I took in some speeches this afternoon at the state Conservative Party conference in Colonie, and a trio of upstate Republican-Conservative county executives, Chris Collins of Erie, Maggie Brooks of Monroe and Joanie Mahoney of Onondaga, came across well. Collins was touted as a gubernatorial candidate until a couple of gaffes caused him to withdraw, and when I'd heard him on Fred Dicker's Talk 1300 radio show he put me off with constant references to the cult-like Six Sigma business management b.s. (at least I assume it's b.s., and have no interest in investigating the matter). But Collins gave an entertaining recital of his county's battle with the U.S. Department of Justice regarding alleged civil rights violations at the jail, and Brooks had some OK stuff about Albany's "sense of entitlement" and "toxic culture that favors patronage and partisanship" over ordinary people.
The star of the show, however, was Mahoney. Following Brooks, who had read a speech too fast, Mahoney spoke directly to the almost 300 people in the room, gathering confidence as she described her battles with the CSEA and other efforts to restrain spending. She is also relatively young (born in 1965), a married lawyer with four children and not afraid of a kiss, who was introduced as "from a pro-life family" and seems like a breath of fresh air in New York politics.

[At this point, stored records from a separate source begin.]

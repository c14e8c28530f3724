//! Example demonstrating batched JSON-RPC calls.
//!
//! This example shows how to:
//! - Send several calls in one exchange
//! - Rely on results coming back in submission order
//! - Observe rate-limit retries with a `RequestObserver`
//! - Handle a batch failing as a whole
//!
//! Point it at any JSON-RPC node with `RPC_URL` (defaults to a local node).
//!
//! Run with: `cargo run --example batch`

use rpclink::{Call, Client, Error, RequestObserver, RetryPolicy};
use serde_json::json;
use std::sync::Arc;

struct PrintRetries;

impl RequestObserver for PrintRetries {
    fn on_retry(&self, calls: &[Call], retry_count: u32, wait_secs: u64) {
        println!(
            "Rate limited: resending {} call(s) in {}s (retry #{})",
            calls.len(),
            wait_secs,
            retry_count + 1
        );
    }
}

#[tokio::main]
async fn main() -> Result<(), Box<dyn std::error::Error>> {
    tracing_subscriber::fmt()
        .with_env_filter("rpclink=debug,batch=info")
        .init();

    let url = std::env::var("RPC_URL").unwrap_or_else(|_| "http://127.0.0.1:8545".to_string());

    let client = Client::builder()
        .url(&url)?
        .retry_policy(RetryPolicy::builder().max_retries(3).build())
        .observer(Arc::new(PrintRetries))
        .build()?;

    println!("=== Batch Example ===");
    let blocks = client
        .call_batch((0..3).map(|n| {
            (
                "eth_getBlockByNumber",
                vec![json!(format!("0x{:x}", n)), json!(false)],
            )
        }))
        .await?;

    for (n, block) in blocks.iter().enumerate() {
        println!("Block {}: hash {}", n, block["hash"]);
    }
    println!();

    println!("=== Failing Batch Example ===");
    // One bad call fails the whole batch, the other results are discarded
    match client
        .call_batch(vec![
            ("eth_chainId", vec![]),
            ("no_such_method", vec![]),
            ("eth_blockNumber", vec![]),
        ])
        .await
    {
        Ok(results) => println!("Unexpected success: {:?}", results),
        Err(Error::Provider(e)) => {
            println!("Batch failed with node error {}: {}", e.code, e.message)
        }
        Err(Error::LimitExceeded {
            hostname,
            retry_after_seconds,
        }) => println!("{} kept throttling (last wait {}s)", hostname, retry_after_seconds),
        Err(e) => return Err(e.into()),
    }

    Ok(())
}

But when an actual potential statewide candidate, Long Island Republican Bruce Blakeman (who aims to take on Sen. Kirsten Gillibrand) started speaking, he was so bad he drove me out of the room. One thundering cliche followed another, about "out of control spending" and how the Democrats say they'll just tax the rich but there aren't enough rich people to pay for their programs so they'll tax the middle class, too, and "We don't have a revenue problem, we have a spending problem." Every stale line was presented as if we'd never heard it before, and he was promising to "focus laser-like" on something or other when I made it through the door.